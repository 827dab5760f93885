//! Effect node model.
//!
//! An ability's activation declares a tree of effects. Nodes reference their
//! structural owner by id (`parentNode`) and the named branch they live under
//! (`parentContext`) instead of holding pointers, so a tree can be flattened
//! into a plain list and rebuilt from it.
//!
//! The JSON shape is the persisted format and must keep its field names:
//!
//! ```json
//! {
//!   "type": "damage",
//!   "id": "d1",
//!   "parentContext": null,
//!   "parentNode": null,
//!   "damageType": "fire",
//!   "formula": "2d6",
//!   "on": { "hit": [{ "type": "damageOutcome", "id": "o1", "outcome": "fullDamage",
//!                     "parentContext": "hit", "parentNode": "d1" }] }
//! }
//! ```

use serde::{Deserialize, Serialize};
use serde_json::Value;
use std::collections::BTreeMap;
use std::fmt;
use std::str::FromStr;
use thiserror::Error;
use uuid::Uuid;

/// Identifier of a node, unique within one tree.
#[derive(Debug, Clone, PartialEq, Eq, Hash, PartialOrd, Ord, Serialize, Deserialize)]
#[serde(transparent)]
pub struct NodeId(String);

impl NodeId {
    pub fn new(id: impl Into<String>) -> Self {
        Self(id.into())
    }

    /// Fresh random id for nodes created at runtime.
    pub fn generate() -> Self {
        Self(Uuid::new_v4().to_string())
    }

    pub fn as_str(&self) -> &str {
        &self.0
    }
}

impl fmt::Display for NodeId {
    fn fmt(&self, f: &mut fmt::Formatter<'_>) -> fmt::Result {
        f.write_str(&self.0)
    }
}

impl From<&str> for NodeId {
    fn from(id: &str) -> Self {
        Self(id.to_string())
    }
}

impl From<String> for NodeId {
    fn from(id: String) -> Self {
        Self(id)
    }
}

/// Error parsing a branch name.
#[derive(Debug, Clone, PartialEq, Eq, Error)]
pub enum BranchParseError {
    #[error("Unknown branch: {0}")]
    Unknown(String),
    #[error("Invalid failedSaveBy margin in '{0}'")]
    InvalidMargin(String),
}

/// A named branch a child node lives under.
///
/// On the wire this is the `parentContext` string. Margin buckets are
/// written as `failedSaveBy.<N>`. A bare `failedSaveBy` reads as margin 0;
/// inside a `failedSaveBy` bucket it takes the bucket's margin.
#[derive(Debug, Clone, Copy, PartialEq, Eq, Hash, PartialOrd, Ord, Serialize, Deserialize)]
#[serde(try_from = "String", into = "String")]
pub enum Branch {
    CriticalHit,
    Hit,
    Miss,
    PassedSave,
    FailedSave,
    /// Fails the save by at least this margin.
    FailedSaveBy(u32),
    /// Reserved marker for damage nodes in a saving throw's `sharedRolls`.
    SharedRolls,
}

impl Branch {
    const MARGIN_PREFIX: &'static str = "failedSaveBy.";
}

impl fmt::Display for Branch {
    fn fmt(&self, f: &mut fmt::Formatter<'_>) -> fmt::Result {
        match self {
            Branch::CriticalHit => f.write_str("criticalHit"),
            Branch::Hit => f.write_str("hit"),
            Branch::Miss => f.write_str("miss"),
            Branch::PassedSave => f.write_str("passedSave"),
            Branch::FailedSave => f.write_str("failedSave"),
            Branch::FailedSaveBy(margin) => write!(f, "{}{}", Self::MARGIN_PREFIX, margin),
            Branch::SharedRolls => f.write_str("sharedRolls"),
        }
    }
}

impl FromStr for Branch {
    type Err = BranchParseError;

    fn from_str(s: &str) -> Result<Self, Self::Err> {
        match s {
            "criticalHit" => Ok(Branch::CriticalHit),
            "hit" => Ok(Branch::Hit),
            "miss" => Ok(Branch::Miss),
            "passedSave" => Ok(Branch::PassedSave),
            "failedSave" => Ok(Branch::FailedSave),
            "sharedRolls" => Ok(Branch::SharedRolls),
            "failedSaveBy" => Ok(Branch::FailedSaveBy(0)),
            other => match other.strip_prefix(Self::MARGIN_PREFIX) {
                Some(margin) => margin
                    .parse()
                    .map(Branch::FailedSaveBy)
                    .map_err(|_| BranchParseError::InvalidMargin(other.to_string())),
                None => Err(BranchParseError::Unknown(other.to_string())),
            },
        }
    }
}

impl TryFrom<String> for Branch {
    type Error = BranchParseError;

    fn try_from(value: String) -> Result<Self, Self::Error> {
        value.parse()
    }
}

impl From<Branch> for String {
    fn from(branch: Branch) -> Self {
        branch.to_string()
    }
}

/// Child effects keyed by the outcome that triggers them.
#[derive(Debug, Clone, PartialEq, Default, Serialize, Deserialize)]
#[serde(rename_all = "camelCase")]
pub struct ActionConsequence {
    #[serde(default, skip_serializing_if = "Vec::is_empty")]
    pub critical_hit: Vec<EffectNode>,
    #[serde(default, skip_serializing_if = "Vec::is_empty")]
    pub hit: Vec<EffectNode>,
    #[serde(default, skip_serializing_if = "Vec::is_empty")]
    pub miss: Vec<EffectNode>,
    #[serde(default, skip_serializing_if = "Vec::is_empty")]
    pub passed_save: Vec<EffectNode>,
    #[serde(default, skip_serializing_if = "Vec::is_empty")]
    pub failed_save: Vec<EffectNode>,
    /// Sparse buckets: key `N` fires when the save fails by at least `N`.
    #[serde(default, skip_serializing_if = "BTreeMap::is_empty", with = "margin_keys")]
    pub failed_save_by: BTreeMap<u32, Vec<EffectNode>>,
}

impl ActionConsequence {
    /// Every branch in canonical order, margin buckets ascending.
    pub fn branches(&self) -> impl Iterator<Item = (Branch, &[EffectNode])> {
        [
            (Branch::CriticalHit, self.critical_hit.as_slice()),
            (Branch::Hit, self.hit.as_slice()),
            (Branch::Miss, self.miss.as_slice()),
            (Branch::PassedSave, self.passed_save.as_slice()),
            (Branch::FailedSave, self.failed_save.as_slice()),
        ]
        .into_iter()
        .chain(
            self.failed_save_by
                .iter()
                .map(|(margin, nodes)| (Branch::FailedSaveBy(*margin), nodes.as_slice())),
        )
    }

    /// The exact bucket for `branch`, if it exists.
    pub fn branch(&self, branch: Branch) -> Option<&[EffectNode]> {
        match branch {
            Branch::CriticalHit => Some(&self.critical_hit),
            Branch::Hit => Some(&self.hit),
            Branch::Miss => Some(&self.miss),
            Branch::PassedSave => Some(&self.passed_save),
            Branch::FailedSave => Some(&self.failed_save),
            Branch::FailedSaveBy(margin) => self.failed_save_by.get(&margin).map(Vec::as_slice),
            Branch::SharedRolls => None,
        }
    }

    /// Mutable bucket for `branch`, creating a margin bucket on demand.
    pub fn branch_mut(&mut self, branch: Branch) -> Option<&mut Vec<EffectNode>> {
        match branch {
            Branch::CriticalHit => Some(&mut self.critical_hit),
            Branch::Hit => Some(&mut self.hit),
            Branch::Miss => Some(&mut self.miss),
            Branch::PassedSave => Some(&mut self.passed_save),
            Branch::FailedSave => Some(&mut self.failed_save),
            Branch::FailedSaveBy(margin) => Some(self.failed_save_by.entry(margin).or_default()),
            Branch::SharedRolls => None,
        }
    }

    /// Nodes that fire when `context` occurred.
    ///
    /// A save failed by `M` satisfies every margin bucket `N <= M`.
    pub fn matching(&self, context: Branch) -> Vec<&EffectNode> {
        match context {
            Branch::FailedSaveBy(margin) => self
                .failed_save_by
                .range(..=margin)
                .flat_map(|(_, nodes)| nodes.iter())
                .collect(),
            other => self.branch(other).map(|n| n.iter().collect()).unwrap_or_default(),
        }
    }

    pub fn is_empty(&self) -> bool {
        self.branches().all(|(_, nodes)| nodes.is_empty())
    }

    /// Same bucket layout with every bucket emptied.
    pub fn emptied(&self) -> Self {
        Self {
            failed_save_by: self
                .failed_save_by
                .keys()
                .map(|margin| (*margin, Vec::new()))
                .collect(),
            ..Self::default()
        }
    }
}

####################

**What is required**. Show the lines of the entries that include the string "BTreeMap", copying each in full.

**Solved exercise**.
use std::collections::BTreeMap;
    #[serde(default, skip_serializing_if = "BTreeMap::is_empty", with = "margin_keys")]
    pub failed_save_by: BTreeMap<u32, Vec<EffectNode>>,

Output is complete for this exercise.